• _Problem description_
Search the entries for the word "Uuid" and report each line that has it.
Source data Block Start
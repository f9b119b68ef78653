use chrono::{DateTime, Datelike, Duration, FixedOffset, Local, NaiveDate, NaiveTime, TimeZone};
use medtrack_core::model::schedule::weekday_code;
use medtrack_core::{
    ConflictKind, DoseState, DoseStatus, HistoryQuery, MedicineSpec, MedicineTracker, SkipReason,
    TimeWindow, TrackerError,
};
use uuid::Uuid;

#[test]
fn mark_taken_twice_succeeds_once_and_never_goes_negative() {
    let tracker = MedicineTracker::open_in_memory().unwrap();
    let mut input = spec("Levothyroxine", "morning");
    input.pills_remaining = 1;
    let medicine = tracker.add_medicine(&input).unwrap();

    let first = tracker.mark_taken(medicine.id).unwrap();
    assert_eq!(first.medicine.pills_remaining, 0);
    assert_eq!(first.event.status, DoseStatus::Taken);
    assert!(first.low_stock);

    let second = tracker.mark_taken(medicine.id).unwrap_err();
    assert!(matches!(second, TrackerError::Conflict(_)));
    assert_eq!(second.code(), "CONFLICT");
    assert_eq!(tracker.get_medicine(medicine.id).unwrap().pills_remaining, 0);
}

#[test]
fn mark_taken_without_enough_stock_is_a_conflict_and_commits_nothing() {
    let tracker = MedicineTracker::open_in_memory().unwrap();
    let mut input = spec("Prednisone", "evening");
    input.pills_remaining = 3;
    input.pills_per_dose = 2;
    let medicine = tracker.add_medicine(&input).unwrap();

    let first_day = at(today(), 18, 0);
    tracker.mark_taken_at(medicine.id, first_day).unwrap();
    let version = tracker.current_version().unwrap();

    let err = tracker
        .mark_taken_at(medicine.id, first_day + Duration::days(1))
        .unwrap_err();
    assert!(matches!(
        err,
        TrackerError::Conflict(ConflictKind::InsufficientStock {
            pills_remaining: 1,
            pills_per_dose: 2,
            ..
        })
    ));
    assert_eq!(tracker.get_medicine(medicine.id).unwrap().pills_remaining, 1);
    assert_eq!(tracker.current_version().unwrap(), version);
    assert_eq!(
        tracker.get_tracking_history(&HistoryQuery::default()).unwrap().len(),
        1
    );
}

#[test]
fn pending_doses_follow_the_window_clock() {
    let tracker = MedicineTracker::open_in_memory().unwrap();
    let medicine = tracker.add_medicine(&spec("Metformin", "morning")).unwrap();
    let date = today();

    assert!(tracker.get_pending_doses(date, clock(5, 0)).unwrap().is_empty());

    let open = tracker.get_pending_doses(date, clock(8, 0)).unwrap();
    assert_eq!(open.len(), 1);
    assert_eq!(open[0].medicine_id, medicine.id);
    assert_eq!(open[0].state, DoseState::Scheduled);
    assert_eq!(open[0].time_window, TimeWindow::Morning);

    let closed = tracker.get_pending_doses(date, clock(13, 0)).unwrap();
    assert_eq!(closed.len(), 1);
    assert_eq!(closed[0].state, DoseState::Missed);
}

#[test]
fn pending_doses_are_ordered_by_window_then_name() {
    let tracker = MedicineTracker::open_in_memory().unwrap();
    tracker.add_medicine(&spec("zinc", "afternoon")).unwrap();
    tracker.add_medicine(&spec("Biotin", "morning")).unwrap();
    tracker.add_medicine(&spec("aspirin", "morning")).unwrap();

    let doses = tracker.get_pending_doses(today(), clock(13, 0)).unwrap();
    let names: Vec<&str> = doses.iter().map(|d| d.medicine_name.as_str()).collect();
    assert_eq!(names, vec!["aspirin", "Biotin", "zinc"]);
    assert_eq!(doses[2].state, DoseState::Scheduled);
}

#[test]
fn pending_doses_skip_resolved_inactive_and_unscheduled_medicines() {
    let tracker = MedicineTracker::open_in_memory().unwrap();
    let taken = tracker.add_medicine(&spec("Taken", "morning")).unwrap();
    let mut paused = spec("Paused", "morning");
    paused.active = false;
    tracker.add_medicine(&paused).unwrap();

    let date = today();
    let mut other_day = spec("Other day", "morning");
    other_day.days = vec![weekday_code((date + Duration::days(1)).weekday()).to_string()];
    tracker.add_medicine(&other_day).unwrap();

    tracker.mark_taken_at(taken.id, at(date, 7, 0)).unwrap();

    assert!(tracker.get_pending_doses(date, clock(9, 0)).unwrap().is_empty());
}

#[test]
fn skip_then_mark_taken_is_a_conflict_and_leaves_stock_alone() {
    let tracker = MedicineTracker::open_in_memory().unwrap();
    let medicine = tracker.add_medicine(&spec("Ibuprofen", "afternoon")).unwrap();

    let skipped = tracker
        .skip(medicine.id, "out_of_stock", Some("refill needed"))
        .unwrap();
    assert_eq!(skipped.status, DoseStatus::Skipped);
    assert_eq!(skipped.skip_reason, Some(SkipReason::OutOfStock));
    assert_eq!(skipped.skip_notes.as_deref(), Some("refill needed"));

    let err = tracker.mark_taken(medicine.id).unwrap_err();
    match err {
        TrackerError::Conflict(ConflictKind::AlreadyResolved { status, .. }) => {
            assert_eq!(status, DoseStatus::Skipped)
        }
        other => panic!("unexpected error: {other:?}"),
    }
    assert_eq!(tracker.get_medicine(medicine.id).unwrap().pills_remaining, 30);
}

#[test]
fn skip_accepts_labels_and_rejects_unknown_reasons() {
    let tracker = MedicineTracker::open_in_memory().unwrap();
    let medicine = tracker.add_medicine(&spec("Sertraline", "night")).unwrap();
    let date = today();

    let event = tracker
        .skip_at(medicine.id, "Side effects", None, at(date, 22, 0))
        .unwrap();
    assert_eq!(event.skip_reason, Some(SkipReason::SideEffects));

    let err = tracker
        .skip_at(medicine.id, "bored", None, at(date + Duration::days(1), 22, 0))
        .unwrap_err();
    assert!(matches!(err, TrackerError::Validation { field: "reason", .. }));

    let long_notes = "n".repeat(501);
    let err = tracker
        .skip_at(
            medicine.id,
            "other",
            Some(&long_notes),
            at(date + Duration::days(1), 22, 0),
        )
        .unwrap_err();
    assert!(matches!(err, TrackerError::Validation { field: "notes", .. }));
}

#[test]
fn late_mark_taken_is_recorded_against_the_window() {
    let tracker = MedicineTracker::open_in_memory().unwrap();
    let medicine = tracker.add_medicine(&spec("Omeprazole", "morning")).unwrap();
    let date = today();

    let result = tracker.mark_taken_at(medicine.id, at(date, 15, 30)).unwrap();
    assert_eq!(result.event.date, date);
    assert_eq!(result.event.time_window, TimeWindow::Morning);

    assert!(tracker.get_pending_doses(date, clock(16, 0)).unwrap().is_empty());
    let summary = tracker.get_today_summary(date, clock(16, 0)).unwrap();
    assert_eq!(summary.taken, 1);
    assert_eq!(summary.missed, 0);
}

#[test]
fn marking_an_unknown_medicine_is_not_found() {
    let tracker = MedicineTracker::open_in_memory().unwrap();
    let missing = Uuid::new_v4();

    assert!(matches!(
        tracker.mark_taken(missing),
        Err(TrackerError::NotFound(id)) if id == missing
    ));
    assert!(matches!(
        tracker.skip(missing, "forgot", None),
        Err(TrackerError::NotFound(_))
    ));
}

#[test]
fn low_stock_flag_turns_on_at_threshold() {
    let tracker = MedicineTracker::open_in_memory().unwrap();
    let mut input = spec("Amlodipine", "morning");
    input.pills_remaining = 6;
    input.low_stock_threshold = 5;
    let medicine = tracker.add_medicine(&input).unwrap();

    let result = tracker.mark_taken(medicine.id).unwrap();
    assert_eq!(result.medicine.pills_remaining, 5);
    assert!(result.low_stock);
    assert_eq!(tracker.list_low_stock().unwrap().len(), 1);
}

#[test]
fn batch_marks_each_medicine_independently() {
    let tracker = MedicineTracker::open_in_memory().unwrap();
    let first = tracker.add_medicine(&spec("First", "morning")).unwrap();
    let mut empty = spec("Empty", "morning");
    empty.pills_remaining = 0;
    let empty = tracker.add_medicine(&empty).unwrap();
    let missing = Uuid::new_v4();

    let outcomes = tracker
        .mark_taken_batch(&[first.id, empty.id, missing])
        .unwrap();
    assert_eq!(outcomes.len(), 3);
    assert_eq!(outcomes[0].medicine_id, first.id);
    assert_eq!(
        outcomes[0].result.as_ref().unwrap().medicine.pills_remaining,
        29
    );
    assert!(matches!(
        outcomes[1].result,
        Err(TrackerError::Conflict(ConflictKind::InsufficientStock { .. }))
    ));
    assert!(matches!(outcomes[2].result, Err(TrackerError::NotFound(_))));

    assert_eq!(tracker.get_medicine(first.id).unwrap().pills_remaining, 29);
}

#[test]
fn batch_size_is_bounded() {
    let tracker = MedicineTracker::open_in_memory().unwrap();

    assert!(matches!(
        tracker.mark_taken_batch(&[]),
        Err(TrackerError::Validation { field: "medicine_ids", .. })
    ));
    let too_many: Vec<Uuid> = (0..21).map(|_| Uuid::new_v4()).collect();
    assert!(matches!(
        tracker.mark_taken_batch(&too_many),
        Err(TrackerError::Validation { field: "medicine_ids", .. })
    ));
}

#[test]
fn today_summary_counts_every_state() {
    let tracker = MedicineTracker::open_in_memory().unwrap();
    let date = today();
    let taken = tracker.add_medicine(&spec("Taken", "morning")).unwrap();
    tracker.add_medicine(&spec("Missed", "morning")).unwrap();
    tracker.add_medicine(&spec("Pending", "afternoon")).unwrap();
    tracker.add_medicine(&spec("Upcoming", "evening")).unwrap();
    let skipped = tracker.add_medicine(&spec("Skipped", "night")).unwrap();
    let mut low = spec("Low", "evening");
    low.active = false;
    low.pills_remaining = 0;
    tracker.add_medicine(&low).unwrap();

    tracker.mark_taken_at(taken.id, at(date, 8, 0)).unwrap();
    tracker
        .skip_at(skipped.id, "doctor_advised", None, at(date, 12, 30))
        .unwrap();

    let summary = tracker.get_today_summary(date, clock(13, 0)).unwrap();
    assert_eq!(summary.date, date);
    assert_eq!(summary.scheduled, 5);
    assert_eq!(summary.taken, 1);
    assert_eq!(summary.skipped, 1);
    assert_eq!(summary.missed, 1);
    assert_eq!(summary.pending, 1);
    assert_eq!(summary.upcoming, 1);
    assert_eq!(summary.low_stock, 0);
}

#[test]
fn skip_history_is_newest_first_with_medicine_details() {
    let tracker = MedicineTracker::open_in_memory().unwrap();
    let medicine = tracker.add_medicine(&spec("Losartan", "morning")).unwrap();
    let date = today();

    for offset in 0..3 {
        tracker
            .skip_at(
                medicine.id,
                "forgot",
                Some("busy morning"),
                at(date + Duration::days(offset), 9, 0),
            )
            .unwrap();
    }
    tracker
        .mark_taken_at(medicine.id, at(date + Duration::days(3), 9, 0))
        .unwrap();

    let skips = tracker.get_skip_history(&HistoryQuery::default()).unwrap();
    assert_eq!(skips.len(), 3);
    assert_eq!(skips[0].date, date + Duration::days(2));
    assert_eq!(skips[2].date, date);
    assert_eq!(skips[0].medicine_name, "Losartan");
    assert_eq!(skips[0].dosage, "10mg");
    assert_eq!(skips[0].reason, SkipReason::Forgot);
    assert_eq!(skips[0].notes.as_deref(), Some("busy morning"));

    let limited = tracker
        .get_tracking_history(&HistoryQuery {
            limit: Some(2),
            ..HistoryQuery::default()
        })
        .unwrap();
    assert_eq!(limited.len(), 2);
    assert_eq!(limited[0].event.status, DoseStatus::Taken);

    let ranged = tracker
        .get_tracking_history(&HistoryQuery {
            start_date: Some(date + Duration::days(1)),
            end_date: Some(date + Duration::days(2)),
            medicine_id: Some(medicine.id),
            limit: None,
        })
        .unwrap();
    assert_eq!(ranged.len(), 2);
}

#[test]
fn history_rejects_inverted_ranges() {
    let tracker = MedicineTracker::open_in_memory().unwrap();
    let date = today();
    let err = tracker
        .get_skip_history(&HistoryQuery {
            start_date: Some(date),
            end_date: Some(date - Duration::days(1)),
            ..HistoryQuery::default()
        })
        .unwrap_err();
    assert!(matches!(err, TrackerError::Validation { field: "date_range", .. }));
}

fn spec(name: &str, window: &str) -> MedicineSpec {
    MedicineSpec {
        name: name.to_string(),
        dosage: "10mg".to_string(),
        time_window: window.to_string(),
        days: ["mon", "tue", "wed", "thu", "fri", "sat", "sun"]
            .iter()
            .map(|day| day.to_string())
            .collect(),
        with_food: false,
        pills_remaining: 30,
        pills_per_dose: 1,
        low_stock_threshold: 0,
        notes: None,
        active: true,
    }
}

fn today() -> NaiveDate {
    Local::now().date_naive()
}

fn clock(hour: u32, minute: u32) -> NaiveTime {
    NaiveTime::from_hms_opt(hour, minute, 0).unwrap()
}

/// Instant on `date` at `hour:minute`, in a zero offset so the calendar date
/// is exactly `date`.
fn at(date: NaiveDate, hour: u32, minute: u32) -> DateTime<FixedOffset> {
    FixedOffset::east_opt(0)
        .unwrap()
        .from_local_datetime(&date.and_hms_opt(hour, minute, 0).unwrap())
        .unwrap()
}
Source data Block End
• _Answer space_
use uuid::Uuid;
    let missing = Uuid::new_v4();
    let missing = Uuid::new_v4();
    let too_many: Vec<Uuid> = (0..21).map(|_| Uuid::new_v4()).collect();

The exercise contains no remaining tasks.